Please use this section to discuss strengths/weaknesses of study, novelty/significance, general execution and scholarship.

Reviewer #1: This is a very interesting paper that describes a novel phylodynamic approach. The authors do not explicitly combine an evolutionary and epidemiological model into one approach, in the manner of more popular coalescent and birth-death phylodynamic models (e.g. the work of Erik Volz, Tanja Stadler, David Rasmussen, etc.). Rather, the authors use Approximate Bayesian Computation to evaluate sets of epidemiological parameters using a given phylogeny as the “target” phylogeny (the empirical, known, phylogeny is considered fixed before the ABC is started). This really is quite a fascinating study, and while I do not have the full expertise to comment exhaustively on all of the statistical approaches included, I believe it will be an important addition to the literature. It is true that genomic epidemiology has hesitated to use phylogenies as calibration tools (Art Poon’s work with HIV notwithstanding, and Emma Saulnier et al’s work from 2017), but this might be an important tool in the near future.

Reviewer #2: In this manuscript, Danesh et al. apply Approximate Bayesian Computation to time collaborated Hepatitis-C (HCV) phylogenies to estimate key epidemiological parameters of the recent HCV epidemic in Lyon, France. HCV is currently spreading in a heterologous population of “classical” hosts (i.e. those infected as the result of intravenous drug use or blood transfusion) and “new” hosts, typically MSM. Viral phylogenetics disentangles these co-occurring epidemics and shows that they are driven by two separate processes in separate populations. The authors then use ABC to estimate the parameters of a more complex compartmental model than is feasible using classical phylodynamic approaches. The approach is well-suited to the problem of dissecting and characterizing the recent epidemic, and the findings provide important insights into a growing public health concern. The fact that the “new” and “classical” epidemics are distinct events that rarely mix is an important and robust finding.

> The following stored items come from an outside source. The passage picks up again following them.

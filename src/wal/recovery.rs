//! WAL Recovery
//!
//! Handles crash recovery by replaying the WAL.

use std::fs::{self, OpenOptions};
use std::path::Path;

use crate::error::{ContractError, Result};

use super::WalEntry;

/// Handles WAL recovery after crash
pub struct WalRecovery;

/// Result of a recovery operation
#[derive(Debug, Clone, Default, PartialEq, Eq)]
pub struct RecoveryResult {
    /// Number of entries successfully recovered
    pub entries_recovered: u64,

    /// Number of corrupted entries found at the tail (0 or 1)
    pub entries_corrupted: u64,

    /// Last valid LSN
    pub last_lsn: u64,

    /// Whether bytes after the last valid entry were (or would be) cut off
    pub was_truncated: bool,

    /// Length of the valid prefix of the file in bytes
    pub valid_len: u64,
}

impl WalRecovery {
    /// Recover entries from a WAL file
    ///
    /// This will:
    /// 1. Read all valid entries
    /// 2. Stop at the first torn, corrupt or out-of-order entry
    /// 3. Truncate the file to the valid prefix if that entry is the tail
    /// 4. Return all valid entries in order
    ///
    /// A bad entry followed by more frames is not a tail: recovery fails
    /// with `WalCorruption` and the file is left untouched.
    pub fn recover(path: &Path) -> Result<(Vec<WalEntry>, RecoveryResult)> {
        let data = fs::read(path)?;
        let (entries, result) = Self::scan(&data)?;

        if result.was_truncated {
            tracing::warn!(
                "WAL {} has {} invalid trailing bytes after lsn {}, truncating",
                path.display(),
                data.len() as u64 - result.valid_len,
                result.last_lsn
            );
            let file = OpenOptions::new().write(true).open(path)?;
            file.set_len(result.valid_len)?;
            file.sync_all()?;
        }

        Ok((entries, result))
    }

    /// Verify integrity of a WAL file without modifying it
    ///
    /// Fails the same way `recover` does on corruption before the tail.
    pub fn verify(path: &Path) -> Result<RecoveryResult> {
        let data = fs::read(path)?;
        let (_, result) = Self::scan(&data)?;
        Ok(result)
    }

    fn scan(data: &[u8]) -> Result<(Vec<WalEntry>, RecoveryResult)> {
        let mut entries = Vec::new();
        let mut result = RecoveryResult::default();
        let mut position = 0usize;

        while position < data.len() {
            let reason = match WalEntry::decode(&data[position..]) {
                Ok(Some((entry, consumed))) => {
                    if entry.lsn > result.last_lsn {
                        result.last_lsn = entry.lsn;
                        result.entries_recovered += 1;
                        position += consumed;
                        entries.push(entry);
                        continue;
                    }
                    format!("lsn {} after lsn {}", entry.lsn, result.last_lsn)
                }
                Ok(None) => {
                    tracing::debug!("Torn WAL entry at offset {}", position);
                    break;
                }
                Err(e) => e.to_string(),
            };

            Self::check_tail(data, position, &reason)?;
            tracing::warn!("Corrupt WAL entry at offset {}: {}", position, reason);
            result.entries_corrupted += 1;
            break;
        }

        result.valid_len = position as u64;
        result.was_truncated = position < data.len();

        Ok((entries, result))
    }

    /// Fail unless the bad frame at `position` runs to the end of the file
    fn check_tail(data: &[u8], position: usize, reason: &str) -> Result<()> {
        let frame_end = WalEntry::frame_len(&data[position..])
            .map_or(data.len(), |len| position.saturating_add(len));

        if frame_end < data.len() {
            return Err(ContractError::WalCorruption(format!(
                "bad entry at offset {} ({}) followed by {} bytes of later entries",
                position,
                reason,
                data.len() - frame_end
            )));
        }
        Ok(())
    }
}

However, there are caveats to the specific claims made regarding the parameter values that detract from an otherwise sound study. In particular, the placement of the phylogenetic tree in the context of global HCV circulation and the impact of the time constraints imposed on the model should be explored.

Reviewer #3: The authors use phylodynamic methods to shed light on the HCV epidemic oin Lyon, France. They identify two host types, classical and new ones, the latter of which appears to have a drastically faster epidemic doubling time, calling for a quick response by public health authorities. This study is important and well within the scope of this journal.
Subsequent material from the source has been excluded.